▸ **WHAT YOU NEED TO DO**: Which lines in the records below mention the word "Deserialize"? Copy each one out.

┌─ SUPPLIED MATERIAL

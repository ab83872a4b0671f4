//! Events from the realtime voice agent.
//!
//! The agent streams one audio track for the whole council. What reaches us
//! is its session lifecycle, the text it is speaking and who has the floor.

use serde::{Deserialize, Serialize};

/// Who produced a message.
#[derive(Debug, Clone, Copy, Serialize, Deserialize, PartialEq, Eq)]
#[serde(rename_all = "lowercase")]
pub enum MessageSource {
    /// The agent: one blob spanning any number of personas.
    Ai,
    /// Transcribed speech of the user.
    User,
}

#[derive(Debug, Clone, Copy, Serialize, Deserialize, PartialEq, Eq)]
#[serde(rename_all = "lowercase")]
pub enum AgentMode {
    /// The agent is waiting for the user to talk.
    Listening,
    Speaking,
}

#[derive(Debug, Clone, Serialize, Deserialize, PartialEq, Eq)]
#[serde(tag = "type", rename_all = "snake_case")]
pub enum AgentEvent {
    Connect,
    Disconnect,
    Message {
        message: String,
        source: MessageSource,
    },
    ModeChange {
        mode: AgentMode,
    },
    Error {
        message: String,
    },
}

#[cfg(test)]
mod tests {
    use super::*;

    #[test]
    fn test_parse_agent_events() {
        let message: AgentEvent =
            serde_json::from_str(r#"{"type":"message","message":"Facts: Up 4%.","source":"ai"}"#)
                .unwrap();
        assert_eq!(
            message,
            AgentEvent::Message {
                message: "Facts: Up 4%.".to_string(),
                source: MessageSource::Ai,
            }
        );

        let mode: AgentEvent =
            serde_json::from_str(r#"{"type":"mode_change","mode":"listening"}"#).unwrap();
        assert_eq!(
            mode,
            AgentEvent::ModeChange {
                mode: AgentMode::Listening
            }
        );

        let connect: AgentEvent = serde_json::from_str(r#"{"type":"connect"}"#).unwrap();
        assert_eq!(connect, AgentEvent::Connect);
    }

    #[test]
    fn test_unknown_source_rejected() {
        let parsed = serde_json::from_str::<AgentEvent>(
            r#"{"type":"message","message":"hi","source":"system"}"#,
        );
        assert!(parsed.is_err());
    }
}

└─

▸ **TASK OUTPUT**:
use serde::{Deserialize, Serialize};
#[derive(Debug, Clone, Copy, Serialize, Deserialize, PartialEq, Eq)]
#[derive(Debug, Clone, Copy, Serialize, Deserialize, PartialEq, Eq)]
#[derive(Debug, Clone, Serialize, Deserialize, PartialEq, Eq)]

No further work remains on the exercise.